Assured of its eighth straight season without an NCAA Tournament victory, Oklahoma State has finally moved on from Travis Ford. (USA Today)

After its eighth straight season without an NCAA Tournament victory, Oklahoma State finally moved on from Travis Ford. (USA Today)

If Ford still had defenders, they would point to the laundry list of injuries suffered by key parts of this year’s rotation that caused the season to run off the rails, resulting in a lackluster 18-14 record and ninth-place finish. To an extent, they’d have a point. There’s no doubt that this season would have yielded better results had Phil Forte not hurt his elbow in November and had Jawun Evans not been lost for the last 10 games of the season with a shoulder injury. However, multiple disappointing finishes depleted Ford of the capital to write off another one, with five bottom-half finishes in the last six seasons no longer enough for the leadership of an otherwise proud program to overlook.

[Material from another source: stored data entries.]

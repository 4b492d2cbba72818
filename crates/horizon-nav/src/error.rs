//! Navigation errors and path query failures.

use horizon_config::ConfigError;

/// Errors raised when constructing a [`Pathfinder`](crate::Pathfinder).
#[derive(Debug, thiserror::Error)]
pub enum NavigationError {
    /// The navigation configuration is unusable.
    #[error("navigation disabled: {0}")]
    Config(#[from] ConfigError),
}

/// Why a path query produced no path.
///
/// Every variant means "no path"; callers that only care about success can
/// ignore the distinction.
#[derive(Clone, Copy, Debug, PartialEq, Eq, Hash, thiserror::Error)]
pub enum PathFailure {
    /// The navigation grid has not been generated yet.
    #[error("navigation grid not generated")]
    GridNotGenerated,
    /// An endpoint lies outside the grid.
    #[error("endpoint outside the navigation grid")]
    OutOfBounds,
    /// The start cell is not navigable.
    #[error("start cell is not navigable")]
    StartNotNavigable,
    /// The goal cell is not navigable.
    #[error("goal cell is not navigable")]
    GoalNotNavigable,
    /// The search exhausted every reachable cell without finding the goal.
    #[error("goal is unreachable")]
    Unreachable,
    /// The open set grew past its configured bound before the goal was found.
    #[error("search bound exceeded")]
    SearchBoundExceeded,
}
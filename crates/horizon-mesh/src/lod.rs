//! Level-of-detail decimation of the sample grid.

/// Sample stride for an LOD level: 1 at LOD 0, `2 × (lod + 1)` otherwise.
pub fn lod_stride(lod: u32) -> usize {
    if lod == 0 { 1 } else { 2 * (lod as usize + 1) }
}

/// Indices of the samples kept along one axis at `stride`.
///
/// The last sample is always kept so adjacent chunks share their edge.
pub fn kept_samples(samples_per_side: usize, stride: usize) -> Vec<usize> {
    if samples_per_side == 0 {
        return Vec::new();
    }
    let last = samples_per_side - 1;
    let mut kept: Vec<usize> = (0..samples_per_side).step_by(stride.max(1)).collect();
    if kept.last() != Some(&last) {
        kept.push(last);
    }
    kept
}
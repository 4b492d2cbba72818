//! Streaming error types.

use horizon_config::ConfigError;

/// Errors raised when constructing a [`ChunkStreamer`](crate::ChunkStreamer).
#[derive(Debug, thiserror::Error)]
pub enum StreamingError {
    /// The world or streaming configuration is unusable.
    #[error("chunk streaming disabled: {0}")]
    Config(#[from] ConfigError),
}
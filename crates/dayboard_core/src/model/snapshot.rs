//! Persisted snapshot of the whole date → tasks mapping.
//!
//! # Responsibility
//! - Encode the mapping as one JSON object keyed by `YYYY-MM-DD`.
//! - Decode it back, normalizing away empty days.
//!
//! # Invariants
//! - Encoding is deterministic: keys are written in ascending date order.
//! - A decoded snapshot never contains a key mapping to an empty list.
//!
//! Layout:
//! `{"2026-02-21":[{"id":"<uuid>","title":"Buy milk","isCompleted":false}]}`

use crate::model::date_key::DateKey;
use crate::model::task::Task;
use std::collections::BTreeMap;
use std::error::Error;
use std::fmt::{Display, Formatter};

/// In-memory form of the persisted mapping.
pub type TaskSnapshot = BTreeMap<DateKey, Vec<Task>>;

/// Snapshot codec failure.
#[derive(Debug)]
pub enum SnapshotError {
    Encode(serde_json::Error),
    Decode(serde_json::Error),
}

impl Display for SnapshotError {
    fn fmt(&self, f: &mut Formatter<'_>) -> std::fmt::Result {
        match self {
            Self::Encode(err) => write!(f, "failed to encode task snapshot: {err}"),
            Self::Decode(err) => write!(f, "failed to decode task snapshot: {err}"),
        }
    }
}

impl Error for SnapshotError {
    fn source(&self) -> Option<&(dyn Error + 'static)> {
        match self {
            Self::Encode(err) | Self::Decode(err) => Some(err),
        }
    }
}

/// Serializes the full mapping.
pub fn encode_snapshot(snapshot: &TaskSnapshot) -> Result<Vec<u8>, SnapshotError> {
    serde_json::to_vec(snapshot).map_err(SnapshotError::Encode)
}

/// Deserializes a full mapping, dropping days with no tasks.
pub fn decode_snapshot(blob: &[u8]) -> Result<TaskSnapshot, SnapshotError> {
    let mut snapshot: TaskSnapshot =
        serde_json::from_slice(blob).map_err(SnapshotError::Decode)?;
    snapshot.retain(|_, tasks| !tasks.is_empty());
    Ok(snapshot)
}
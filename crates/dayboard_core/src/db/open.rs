//! Connection bootstrap utilities for SQLite.
//!
//! # Invariants
//! - Returned connections have migrations fully applied.

use super::migrations::apply_migrations;
use super::DbResult;
use log::{error, info};
use rusqlite::Connection;
use std::path::Path;
use std::time::{Duration, Instant};

/// Opens a SQLite database file and applies all pending migrations.
///
/// # Side effects
/// - Creates the file when missing.
/// - Emits `db_open` logging events with duration and status.
pub fn open_db(path: impl AsRef<Path>) -> DbResult<Connection> {
    open_with("file", || Connection::open(path))
}

/// Opens an in-memory SQLite database and applies all pending migrations.
pub fn open_db_in_memory() -> DbResult<Connection> {
    open_with("memory", Connection::open_in_memory)
}

fn open_with(
    mode: &str,
    connect: impl FnOnce() -> rusqlite::Result<Connection>,
) -> DbResult<Connection> {
    let started_at = Instant::now();
    info!("event=db_open module=db status=start mode={mode}");

    let mut conn = connect().map_err(|err| {
        error!(
            "event=db_open module=db status=error mode={mode} duration_ms={} error_code=db_open_failed error={}",
            started_at.elapsed().as_millis(),
            err
        );
        err
    })?;

    match bootstrap_connection(&mut conn) {
        Ok(()) => {
            info!(
                "event=db_open module=db status=ok mode={mode} duration_ms={}",
                started_at.elapsed().as_millis()
            );
            Ok(conn)
        }
        Err(err) => {
            error!(
                "event=db_open module=db status=error mode={mode} duration_ms={} error_code=db_bootstrap_failed error={}",
                started_at.elapsed().as_millis(),
                err
            );
            Err(err)
        }
    }
}

fn bootstrap_connection(conn: &mut Connection) -> DbResult<()> {
    conn.busy_timeout(Duration::from_secs(5))?;
    apply_migrations(conn)?;
    Ok(())
}
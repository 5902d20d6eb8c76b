//! Calendar helpers for the to-do screen.
//!
//! The day strip shows every day of the selected month and the agenda groups
//! tasks under a weekday header; both read their dates and labels from here.

use crate::model::date_key::DateKey;
use chrono::{Datelike, Months, NaiveDate};

/// Every day of the month containing `date`, first to last.
pub fn days_in_month(date: NaiveDate) -> Vec<NaiveDate> {
    let Some(first) = date.with_day(1) else {
        return Vec::new();
    };
    first
        .iter_days()
        .take_while(|day| day.month() == first.month())
        .collect()
}

/// Same day `delta` months away, clamped to the end of the target month.
///
/// Returns `date` unchanged when the target is outside chrono's range.
pub fn shift_month(date: NaiveDate, delta: i32) -> NaiveDate {
    let months = Months::new(delta.unsigned_abs());
    let shifted = if delta >= 0 {
        date.checked_add_months(months)
    } else {
        date.checked_sub_months(months)
    };
    shifted.unwrap_or(date)
}

/// Header for the month view, e.g. `February 2026`.
pub fn month_year_label(date: NaiveDate) -> String {
    date.format("%B %Y").to_string()
}

/// Agenda section header, e.g. `Saturday, 21 February`.
pub fn agenda_header_label(key: &DateKey) -> String {
    key.date().format("%A, %-d %B").to_string()
}

/// Weekday abbreviation and day number for one card of the day strip,
/// e.g. `("SAT", "21")`.
pub fn day_card_labels(date: NaiveDate) -> (String, String) {
    (
        date.format("%a").to_string().to_uppercase(),
        date.day().to_string(),
    )
}
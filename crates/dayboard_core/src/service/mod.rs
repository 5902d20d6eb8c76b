//! Core use-case services.
//!
//! # Responsibility
//! - Orchestrate model and storage into the operations UI/FFI layers call.
//! - Keep callers decoupled from the chosen storage slot.

pub mod task_store;
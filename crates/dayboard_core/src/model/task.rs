//! Task domain model.
//!
//! # Invariants
//! - `id` is assigned once at creation and never reused.
//! - `title` is non-empty for every task created through `TaskStore`.

use serde::{Deserialize, Serialize};
use uuid::Uuid;

/// Stable identifier of one task.
pub type TaskId = Uuid;

/// One completable unit of work scheduled on a calendar day.
#[derive(Debug, Clone, PartialEq, Eq, Serialize, Deserialize)]
pub struct Task {
    /// Identity used by toggle/delete and by list rendering.
    pub id: TaskId,
    /// Free-text display title.
    pub title: String,
    /// Serialized as `isCompleted` to match the persisted layout.
    #[serde(rename = "isCompleted")]
    pub completed: bool,
}

impl Task {
    /// Creates an uncompleted task with a fresh random ID.
    pub fn new(title: impl Into<String>) -> Self {
        Self::with_id(Uuid::new_v4(), title)
    }

    /// Creates an uncompleted task with a caller-provided ID.
    pub fn with_id(id: TaskId, title: impl Into<String>) -> Self {
        Self {
            id,
            title: title.into(),
            completed: false,
        }
    }

    /// Flips the completion flag.
    pub fn toggle(&mut self) {
        self.completed = !self.completed;
    }
}
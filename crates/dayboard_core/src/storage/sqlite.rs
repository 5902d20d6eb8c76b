//! Key-value slot in the `kv_slots` SQLite table.
//!
//! # Invariants
//! - One row per storage key; `save` upserts that row.
//! - The connection is migrated before the slot is usable.

use super::{SnapshotStore, StorageResult, StoreConfig};
use crate::db::{open_db, open_db_in_memory};
use rusqlite::{params, Connection, OptionalExtension};

/// Slot stored as one row of `kv_slots`.
pub struct SqliteSnapshotStore {
    conn: Connection,
    key: String,
}

impl SqliteSnapshotStore {
    /// Opens (and migrates) the database named by `config`.
    pub fn open(config: &StoreConfig) -> StorageResult<Self> {
        let conn = open_db(&config.db_path)?;
        Ok(Self::new(conn, config.storage_key.clone()))
    }

    /// Slot backed by a fresh in-memory database.
    pub fn in_memory(key: impl Into<String>) -> StorageResult<Self> {
        Ok(Self::new(open_db_in_memory()?, key))
    }

    /// Wraps an already migrated connection.
    pub fn new(conn: Connection, key: impl Into<String>) -> Self {
        Self {
            conn,
            key: key.into(),
        }
    }

    pub fn connection(&self) -> &Connection {
        &self.conn
    }
}

impl SnapshotStore for SqliteSnapshotStore {
    fn load(&self) -> StorageResult<Option<Vec<u8>>> {
        let blob = self
            .conn
            .query_row(
                "SELECT value FROM kv_slots WHERE key = ?1;",
                params![self.key],
                |row| row.get::<_, Vec<u8>>(0),
            )
            .optional()?;
        Ok(blob)
    }

    fn save(&mut self, blob: &[u8]) -> StorageResult<()> {
        self.conn.execute(
            "INSERT INTO kv_slots (key, value, updated_at)
             VALUES (?1, ?2, (strftime('%s', 'now') * 1000))
             ON CONFLICT(key) DO UPDATE SET
                value = excluded.value,
                updated_at = excluded.updated_at;",
            params![self.key, blob],
        )?;
        Ok(())
    }
}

Though Ford had long since lost his cache with fans, only more recently did reports from Stillwater indicate that the administration had come to share that viewpoint. The reasons, of course, were mostly financial. Ford’s lengthy and pricey extension was the dominant factor in him staying on campus for so long despite such consistently poor results, but some tremendous investigative work from Mark Cooper of The Tulsa World uncovered just how stark an impact the waning fan confidence had on the school’s ledger. Just three power-conference schools ranked lower in attendance this season than Oklahoma State, and in the two seasons since Marcus Smart’s departure, attendance at Cowboys games had plummeted nearly 44 percent. In finally letting Ford go, Oklahoma State remains on the hook for $2.4 million annually through June 2019, though per a clause in Ford’s contract, that amount can be reduced by the yearly salary he earns from his next employer. Regardless, in Holder’s eyes, restoring faith in the program is worth that price, plus the costs of hiring a replacement.

So now Oklahoma State’s leadership is tasked with identifying that next coach, and it remains to be seen just how heavily Ford’s buyout will hang over the administration as it rounds up candidates. Moving forward, not only must Ford’s replacement restore the program’s winning tradition, but to stem the attendance woes, he has to be someone who can regenerate interest in a hurry, even if the winning part of the equation doesn’t come as immediately; That’s a big reason why Doug Gottlieb continues to be mentioned as a possible successor despite his lack of experience, just to give one example. We’ll dive deeper into the candidate pool as the dust settles, but for now, Oklahoma State’s fans as well as its leadership can finally turn the page.